Carga de librerías y
datos
##============================================================== ###
## UNIVERSIDAD CENTRAL DEL ECUADOR ###
##Facultad de Ingeniería en Geología,Minas, Petróleos y Ambiental ##
##===============================================================###
##Materia:Estadistica ======== Docente:Ing.Christian Mejía .E MSc.##
##===============================================================###
## Utilización del Programa R-Studio en Estadistica ##
###=============================================================####
##Expuesto- Proyecto Semestral ##
##===============================================================###
#Tema: Proyecto de Estadística en R ##
##===============================================================###
#Elaborado por: Jim Acuña y Davis Piguave ##
##===============================================================###
########################
###### Librerias #######
########################
library(dplyr)
library(ggplot2)
library(ggfortify)
library(tidyverse)
library(fdth)
library(lattice)
library(MASS)
library(PASWR)
library(magick)
library(readxl)
library(plotly)
library(psych)
library(car)
library(ggpmisc)
library(scatterplot3d)
library(corrplot)
library(GGally)
library(RSNNS)
library(broom)
#############################
#### Directorio de trabajo ##
#############################
setwd("D:/Personal/Escritorio/ESTADISTICA JIM/Kaggle")
Datos<-read.csv("market_pipe_thickness_loss_dataset_LIMPIO.csv", header = T, sep=";",dec =".", fileEncoding = "ISO-8859-1")
Datos <- na.omit(Datos)
str(Datos)
## 'data.frame': 1000 obs. of 11 variables:
## $ Pipe_Size : int 800 800 400 1500 1500 600 200 300 150 800 ...
## $ Thickness : num 15.5 22 12.1 38.7 24.3 ...
## $ Material : chr "Carbon Steel" "PVC" "Carbon Steel" "Carbon Steel" ...
## $ Grade : chr "ASTM A333 Grade 6" "ASTM A106 Grade B" "API 5L X52" "API 5L X42" ...
## $ Max_Pressure : int 300 150 2500 1500 1500 600 1500 900 300 150 ...
## $ Temperature : num 84.9 14.1 0.6 52.7 11.7 67.3 89.6 40.8 3.2 11.6 ...
## $ Corrosion_Impact: num 16.04 7.38 2.12 5.58 12.29 ...
## $ Thickness_Loss : num 4.91 7.32 6.32 6.2 8.58 5.21 5.86 3.02 2.47 0.53 ...
## $ Material_Loss : num 31.7 33.3 52.5 16 35.3 ...
## $ Time : int 2 4 7 19 20 11 6 21 19 1 ...
## $ Condition : chr "Moderate" "Critical" "Critical" "Critical" ...
names(Datos)
## [1] "Pipe_Size" "Thickness" "Material" "Grade"
## [5] "Max_Pressure" "Temperature" "Corrosion_Impact" "Thickness_Loss"
## [9] "Material_Loss" "Time" "Condition"
#View(Datos)
#Normalizacion de Variable Material Loss#
normalizacion<-normalizeData(Datos$Material_Loss,type ="0_1")
Datos$Material_Loss_norm<-as.data.frame(normalizacion)
summary(Datos$Material_Loss)
## Min. 1st Qu.

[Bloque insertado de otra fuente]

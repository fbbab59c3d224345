//! Request-scoped logging (§5's "parallel request handling" runs under an
//! actix-web service stack rather than the host's `SyncArbiter`).
//!
//! Grounded on the host's `request_id` + `request_response_logger`
//! middleware pair, collapsed into one `Transform`/`Service` since
//! actix-web 4 middleware no longer needs a separate `log_initializer` to
//! stash state ahead of it -- a request-scoped `Logger` is inserted
//! directly into the request's extensions here.

use crate::time_helpers;

use actix_web::dev::{forward_ready, Service, ServiceRequest, ServiceResponse, Transform};
use actix_web::Error;
use futures::future::{ready, LocalBoxFuture, Ready};
use slog::Logger;
use std::rc::Rc;
use std::time::Instant;
use uuid::Uuid;

pub struct RequestLogger {
    pub log: Logger,
}

impl<S, B> Transform<S, ServiceRequest> for RequestLogger
where
    S: Service<ServiceRequest, Response = ServiceResponse<B>, Error = Error> + 'static,
    S::Future: 'static,
    B: 'static,
{
    type Response = ServiceResponse<B>;
    type Error = Error;
    type Transform = RequestLoggerMiddleware<S>;
    type InitError = ();
    type Future = Ready<Result<Self::Transform, Self::InitError>>;

    fn new_transform(&self, service: S) -> Self::Future {
        ready(Ok(RequestLoggerMiddleware {
            service: Rc::new(service),
            log:     self.log.clone(),
        }))
    }
}

pub struct RequestLoggerMiddleware<S> {
    service: Rc<S>,
    log:     Logger,
}

impl<S, B> Service<ServiceRequest> for RequestLoggerMiddleware<S>
where
    S: Service<ServiceRequest, Response = ServiceResponse<B>, Error = Error> + 'static,
    S::Future: 'static,
    B: 'static,
{
    type Response = ServiceResponse<B>;
    type Error = Error;
    type Future = LocalBoxFuture<'static, Result<Self::Response, Self::Error>>;

    forward_ready!(service);

    fn call(&self, req: ServiceRequest) -> Self::Future {
        let request_id = Uuid::new_v4().simple().to_string();
        let log = self.log.new(o!("request_id" => request_id));
        let method = req.method().to_string();
        let path = req.path().to_owned();
        req.extensions_mut().insert(log.clone());

        let start = Instant::now();
        let service = Rc::clone(&self.service);

        Box::pin(async move {
            debug!(log, "request started"; "method" => method.as_str(), "path" => path.as_str());
            let res = service.call(req).await?;
            let elapsed = start.elapsed().as_nanos() as u64;
            info!(log, "request finished";
                "method"  => method.as_str(),
                "path"    => path.as_str(),
                "status"  => res.status().as_u16(),
                "elapsed" => time_helpers::unit_str(elapsed),
            );
            Ok(res)
        })
    }
}

/// Shorthand for pulling the request-scoped logger out of a request's
/// extensions. Falls back to `default` if the middleware wasn't installed
/// (a handler unit test constructing a bare `HttpRequest`, for instance).
pub fn log(req: &actix_web::HttpRequest, default: &Logger) -> Logger {
    req.extensions().get::<Logger>().cloned().unwrap_or_else(|| default.clone())
}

Median Mean 3rd Qu. Max.
## 0.08 15.66 31.66 46.75 61.03 318.75
summary(Datos$Material_Loss_norm)
## V1
## Min. :0.00000
## 1st Qu.:0.04891
## Median :0.09910
## Mean :0.14644
## 3rd Qu.:0.19128
## Max. :1.00000
#view(Datos)
######################################################################
# =========================================================
# ETAPA 3: MODELOS DE PROBABILIDAD
# =========================================================
#####################################
"ETAPA 3: Modelos de Probabilidad"
## [1] "ETAPA 3: Modelos de Probabilidad"
#####################################
# =========================================================
# 0) Preparación de variables
# =========================================================
# Variable A: Thickness_Loss
xA <- Datos$Thickness_Loss
xA <- xA[is.finite(xA)]
# Variable B: Material_Loss
xB <- Datos$Material_Loss
xB <- xB[is.finite(xB)]
xB <- xB[xB > 0] # necesario para lognormal/gamma/exp
# =========================================================
# 1) ANÁLISIS GRÁFICO
# =========================================================
#####################################
"1) Análisis gráfico - Histogramas"
## [1] "1) Análisis gráfico - Histogramas"
#####################################
ggplot(data.frame(xA), aes(x = xA)) +
geom_histogram(bins = 30, fill = "grey80", color = "grey30") +
labs(title = "Histograma: Thickness_Loss", x = "Thickness_Loss", y = "Frecuencia")

ggplot(data.frame(xB), aes(x = xB)) +
geom_histogram(bins = 30, fill = "grey80", color = "grey30") +
labs(title = "Histograma: Material_Loss", x = "Material_Loss", y = "Frecuencia")

# Extra visual: en log suele verse “más normal” si es lognormal
ggplot(data.frame(xBlog = log(xB)), aes(x = xBlog)) +
geom_histogram(bins = 30, fill = "grey80", color = "grey30") +
labs(title = "Histograma: log(Material_Loss)", x = "log(Material_Loss)", y = "Frecuencia")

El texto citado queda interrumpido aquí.